With no crowds allowed in ball parks, the Rays and other teams have turned to selling oversized cutouts of fan photos to populate grandstands and offer an entertaining diversion amid the disruptions of the coronavirus pandemic.

At Tropicana Field, home of the Rays, those graphically generated fans are the creations of DME Visual, a Daytona Beach wide-format printing company.

The company already has produced roughly 1,500 of the 18-x-30-inch photo cutouts that the Rays debuted at Tuesday night’s home game against the Boston Red Sox in St. Petersburg.

And there are more on the way, said Kevin Majeski, the company’s operations manager.

“There are more coming this week,” Majeski said. “We can produce hundreds a day.”

For DME Visual’s nine-member staff, the process at the 8,000-square foot production center on Mason Avenue unfolds as efficiently as a well-executed double play. It starts with digital images received from the team that are reproduced in groups of six on 4-by-8-foot Coroplast sheets.

Within minutes, the images are sent to a cutting device and then to another work station where grommets are added to affix the cutouts with zip ties to grandstand seats throughout Tropicana Field.

The cutouts have become so popular among fans that the Rays extended the deadline for fans to purchase them an additional week, through midnight Sunday, Aug. 9, said Eric Weisberg, the team’s vice president of Marketing & Creative Services.

“It has been a really positive, overwhelming response,” said Weisberg, adding that orders have been received from fans that include Tampa Mayor Jane Castor and sports commentator Dick Vitale. Many fans submitted photos of their dogs, cats or other pets, he said.

Those interested in ordering a cutout can find details through midnight Sunday at raysbaseball.com/fancutouts, where a link is available to walk fans through uploading a photo.

Cutouts cost $40 each for season ticket holders and $60 each for all other fans. At season’s end, fans will receive their cutouts as a souvenir, Weisberg said.

In the stadium, the team is placing the cutouts in various sections of the grandstand just above the outfield fences and near the dugouts and bullpen areas, he said.

“It’s fun to play a ‘Where’s Waldo’ to look for where some of these people are,” Weisberg said. “As the ball goes out there to the outfield wall, you will definitely see a lot of the faces.”

The Rays settled on DME over other printing companies in the Tampa-St. Petersburg area mainly because of its commitment to a speedy turnaround, Weisberg said.

“DME really stood out from that perspective,” he said. “Their turnaround time is very, very good. They are wonderful to work with and the work has really been outstanding.”

At DME, the Rays project was the brainchild of Tyler Reyno, a print production specialist and avid baseball fan who had noticed the cutouts on games he had been watching on TV.

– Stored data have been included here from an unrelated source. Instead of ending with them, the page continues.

use crate::CliError;
use ballotbox::{KeyPairSummary, TallyReport, VoteSubmission, VoteTransaction};
use reqwest::blocking::{Client, RequestBuilder};
use serde::de::DeserializeOwned;
use serde::{Deserialize, Serialize};
use serde_json::{json, Value};

#[derive(Deserialize, Debug, Clone)]
#[serde(rename_all = "camelCase")]
pub struct PublicKey {
    pub label: String,
    pub public_key_pem: String,
}

#[derive(Deserialize, Debug, Clone)]
pub struct KeyHistory {
    pub label: String,
    pub keys: Vec<KeyPairSummary>,
}

#[derive(Deserialize, Debug, Clone)]
pub struct SubmittedVote {
    pub id: i64,
    pub message: String,
}

#[derive(Deserialize, Debug, Clone)]
struct Transactions {
    transactions: Vec<VoteTransaction>,
}

#[derive(Deserialize, Debug)]
struct Message {
    message: String,
}

#[derive(Serialize, Debug, Clone, Default)]
#[serde(rename_all = "camelCase")]
pub struct TransactionReceipt {
    pub poll_id: i64,
    pub voter_address: String,
    pub transaction_hash: String,
    #[serde(skip_serializing_if = "Option::is_none")]
    pub from_address: Option<String>,
    #[serde(skip_serializing_if = "Option::is_none")]
    pub to_address: Option<String>,
}

/// Blocking client for a ballotbox daemon
pub struct Rest {
    base_uri: String,
    client: Client,
}

impl Rest {
    pub fn new(base_uri: &str) -> Self {
        Rest {
            base_uri: base_uri.trim_end_matches('/').to_owned(),
            client: Client::new(),
        }
    }

    fn url(&self, path: &str) -> String {
        format!("{}{}", self.base_uri, path)
    }

    pub fn public_key(&self, label: Option<&str>) -> Result<PublicKey, CliError> {
        let request = self.client.get(self.url("/keys/public-key"));
        send(with_label(request, label))
    }

    pub fn key_history(&self, label: Option<&str>) -> Result<KeyHistory, CliError> {
        let request = self.client.get(self.url("/keys/history"));
        send(with_label(request, label))
    }

    /// Returns the new public key
    pub fn generate_keys(&self, admin: &str, label: Option<&str>) -> Result<PublicKey, CliError> {
        let body = json!({ "adminAddress": admin, "label": label });
        send(self.client.post(self.url("/keys/generate")).json(&body))
    }

    pub fn submit_vote(&self, submission: &VoteSubmission) -> Result<SubmittedVote, CliError> {
        send(self.client.post(self.url("/votes/submit")).json(submission))
    }

    pub fn store_transaction(&self, receipt: &TransactionReceipt) -> Result<String, CliError> {
        let message: Message =
            send(self.client.post(self.url("/votes/transaction")).json(receipt))?;
        Ok(message.message)
    }

    pub fn transactions(
        &self,
        poll_id: i64,
        voter: Option<&str>,
    ) -> Result<Vec<VoteTransaction>, CliError> {
        let mut request = self
            .client
            .get(self.url("/votes/transactions"))
            .query(&[("pollId", poll_id.to_string())]);
        if let Some(voter) = voter {
            request = request.query(&[("voterAddress", voter)]);
        }
        let transactions: Transactions = send(request)?;
        Ok(transactions.transactions)
    }

    /// Returns the report together with the server's summary message
    pub fn tally(
        &self,
        poll_id: i64,
        admin: &str,
        label: Option<&str>,
    ) -> Result<(TallyReport, String), CliError> {
        let body = json!({ "pollId": poll_id, "adminAddress": admin, "label": label });
        let value: Value = send(self.client.post(self.url("/tally")).json(&body))?;

        let message = value["message"].as_str().unwrap_or_default().to_owned();
        let report = serde_json::from_value(value)?;
        Ok((report, message))
    }
}

fn with_label(request: RequestBuilder, label: Option<&str>) -> RequestBuilder {
    match label {
        Some(label) => request.query(&[("label", label)]),
        None => request,
    }
}

fn send<T: DeserializeOwned>(request: RequestBuilder) -> Result<T, CliError> {
    let response = request.send()?;
    let status = response.status();
    let body = response.text()?;
    log::debug!("{} {}", status, body);

    if !status.is_success() {
        return Err(CliError::Server {
            status: status.as_u16(),
            message: error_message(&body),
        });
    }
    Ok(serde_json::from_str(&body)?)
}

/// Pull `message` out of an error body, falling back to the raw text
fn error_message(body: &str) -> String {
    serde_json::from_str::<Message>(body)
        .map(|m| m.message)
        .unwrap_or_else(|_| body.trim().to_owned())
}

“I thought, ‘I really should give them a shout-out here and see if we could do it for them,’” he said. “And it worked out.”

He has made production of the fan cutouts a priority, he said.

Reyno admits that he’s “surprised” that the team went with a Daytona Beach company rather than a business closer to Tropicana Field, but credits the decision to DME’s commitment to the project.

“It was a combination, obviously, of our bid, but also I think it was because they were my only client, so to speak,” he said. “I was fully dedicated and focused on getting this done.”

Majeski and Reyno both plan to order their own cutouts, but haven’t had time in the midst of filling the team’s orders as well as a big rush for graduation boxes by an assortment of NCAA Division 1 schools where traditional ceremonies were canceled because of the pandemic.

Majeski was considering a picture with his dog. A lifelong Boston Red Sox fan, Reyno briefly toyed with another idea.

“I’d like to put a Red Sox jersey on, but I don’t think that would be acceptable,” he said. “So I might do one with my mom.”